(AIM OF THE EXERCISE):
Your answer should be the exact lines of the data below from the one containing "use im::Vector;" through the one containing "replacement and removal"; please include nothing else.

Start of DATASET ENTRIES

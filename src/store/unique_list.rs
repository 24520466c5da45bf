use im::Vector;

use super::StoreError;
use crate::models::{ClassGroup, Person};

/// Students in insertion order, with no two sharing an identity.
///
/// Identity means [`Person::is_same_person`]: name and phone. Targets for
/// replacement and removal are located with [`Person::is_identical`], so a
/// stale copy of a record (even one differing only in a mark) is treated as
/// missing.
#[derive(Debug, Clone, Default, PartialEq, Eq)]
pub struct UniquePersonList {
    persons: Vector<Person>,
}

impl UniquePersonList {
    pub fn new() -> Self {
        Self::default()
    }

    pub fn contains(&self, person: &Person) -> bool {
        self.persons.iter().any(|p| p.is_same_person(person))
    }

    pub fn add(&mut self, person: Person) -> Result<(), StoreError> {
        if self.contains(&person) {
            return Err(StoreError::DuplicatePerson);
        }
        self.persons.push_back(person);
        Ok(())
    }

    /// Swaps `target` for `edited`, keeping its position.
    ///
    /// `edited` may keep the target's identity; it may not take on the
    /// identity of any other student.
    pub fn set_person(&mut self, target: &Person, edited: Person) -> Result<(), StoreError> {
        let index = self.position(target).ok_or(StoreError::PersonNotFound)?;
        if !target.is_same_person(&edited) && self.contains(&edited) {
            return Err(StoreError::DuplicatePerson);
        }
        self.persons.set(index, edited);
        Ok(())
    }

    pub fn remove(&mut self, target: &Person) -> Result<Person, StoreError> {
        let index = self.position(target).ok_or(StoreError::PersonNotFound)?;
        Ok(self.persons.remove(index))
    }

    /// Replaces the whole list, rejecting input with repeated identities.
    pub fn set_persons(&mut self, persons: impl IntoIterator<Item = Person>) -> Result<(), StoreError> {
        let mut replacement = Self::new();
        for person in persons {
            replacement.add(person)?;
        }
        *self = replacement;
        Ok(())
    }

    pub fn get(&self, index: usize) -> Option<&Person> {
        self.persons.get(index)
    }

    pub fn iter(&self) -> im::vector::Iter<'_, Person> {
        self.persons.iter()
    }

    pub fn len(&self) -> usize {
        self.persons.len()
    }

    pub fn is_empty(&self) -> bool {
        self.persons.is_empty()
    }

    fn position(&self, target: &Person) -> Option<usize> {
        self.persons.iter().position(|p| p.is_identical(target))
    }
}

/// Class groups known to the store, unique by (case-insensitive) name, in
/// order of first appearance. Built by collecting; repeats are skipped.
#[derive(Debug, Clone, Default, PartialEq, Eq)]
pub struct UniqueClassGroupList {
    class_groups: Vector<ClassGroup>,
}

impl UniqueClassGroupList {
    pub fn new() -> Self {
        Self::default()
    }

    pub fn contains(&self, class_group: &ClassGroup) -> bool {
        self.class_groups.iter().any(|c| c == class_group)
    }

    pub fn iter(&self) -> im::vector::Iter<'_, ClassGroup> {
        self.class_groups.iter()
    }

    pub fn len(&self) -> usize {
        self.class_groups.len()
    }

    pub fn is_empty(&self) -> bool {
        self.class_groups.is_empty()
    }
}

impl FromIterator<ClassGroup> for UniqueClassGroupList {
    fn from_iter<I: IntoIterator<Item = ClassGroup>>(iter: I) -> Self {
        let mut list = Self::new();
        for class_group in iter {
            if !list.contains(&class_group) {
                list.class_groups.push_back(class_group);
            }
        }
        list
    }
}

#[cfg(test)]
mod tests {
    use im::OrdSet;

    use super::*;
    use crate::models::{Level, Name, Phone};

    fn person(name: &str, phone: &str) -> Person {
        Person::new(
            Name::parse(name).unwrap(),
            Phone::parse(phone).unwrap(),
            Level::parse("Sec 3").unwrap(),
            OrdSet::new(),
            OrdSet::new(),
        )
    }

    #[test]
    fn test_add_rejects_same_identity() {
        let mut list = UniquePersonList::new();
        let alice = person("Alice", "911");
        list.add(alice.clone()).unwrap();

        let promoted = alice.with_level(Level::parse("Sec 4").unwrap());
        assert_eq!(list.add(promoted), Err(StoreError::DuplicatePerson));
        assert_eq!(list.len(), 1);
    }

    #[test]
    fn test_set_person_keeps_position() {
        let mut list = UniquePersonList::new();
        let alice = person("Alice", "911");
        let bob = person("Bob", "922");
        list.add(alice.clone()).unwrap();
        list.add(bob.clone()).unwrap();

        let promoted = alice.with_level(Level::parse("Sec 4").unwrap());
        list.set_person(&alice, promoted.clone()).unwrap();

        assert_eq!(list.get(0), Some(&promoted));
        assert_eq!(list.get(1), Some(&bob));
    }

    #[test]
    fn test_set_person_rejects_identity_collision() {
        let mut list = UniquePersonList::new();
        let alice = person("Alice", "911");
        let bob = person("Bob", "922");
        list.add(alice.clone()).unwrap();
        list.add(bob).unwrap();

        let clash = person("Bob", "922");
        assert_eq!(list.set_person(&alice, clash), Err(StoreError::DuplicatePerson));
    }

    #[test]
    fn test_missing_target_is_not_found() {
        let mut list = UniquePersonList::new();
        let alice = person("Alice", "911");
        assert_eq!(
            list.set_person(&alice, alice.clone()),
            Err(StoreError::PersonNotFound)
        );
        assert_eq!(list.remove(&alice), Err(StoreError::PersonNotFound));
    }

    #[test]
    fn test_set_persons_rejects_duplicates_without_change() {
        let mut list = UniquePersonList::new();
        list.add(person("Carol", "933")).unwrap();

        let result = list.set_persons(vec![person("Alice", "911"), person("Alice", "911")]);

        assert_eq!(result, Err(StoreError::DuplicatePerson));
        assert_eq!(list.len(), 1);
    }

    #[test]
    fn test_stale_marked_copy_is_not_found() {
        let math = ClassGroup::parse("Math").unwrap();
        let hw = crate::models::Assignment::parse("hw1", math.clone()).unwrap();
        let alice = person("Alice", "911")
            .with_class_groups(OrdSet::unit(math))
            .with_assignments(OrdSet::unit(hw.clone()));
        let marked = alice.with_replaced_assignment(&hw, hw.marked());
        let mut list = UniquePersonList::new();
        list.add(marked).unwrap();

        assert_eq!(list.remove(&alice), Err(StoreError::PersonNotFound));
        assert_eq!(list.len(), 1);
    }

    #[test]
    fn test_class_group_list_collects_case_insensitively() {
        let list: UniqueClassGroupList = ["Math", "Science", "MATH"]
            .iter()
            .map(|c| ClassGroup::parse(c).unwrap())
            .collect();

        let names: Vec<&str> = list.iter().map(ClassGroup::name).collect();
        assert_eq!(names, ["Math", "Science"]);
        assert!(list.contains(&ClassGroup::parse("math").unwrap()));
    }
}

End of DATASET ENTRIES

(REPLY):
use im::Vector;

use super::StoreError;
use crate::models::{ClassGroup, Person};

/// Students in insertion order, with no two sharing an identity.
///
/// Identity means [`Person::is_same_person`]: name and phone. Targets for
/// replacement and removal are located with [`Person::is_identical`], so a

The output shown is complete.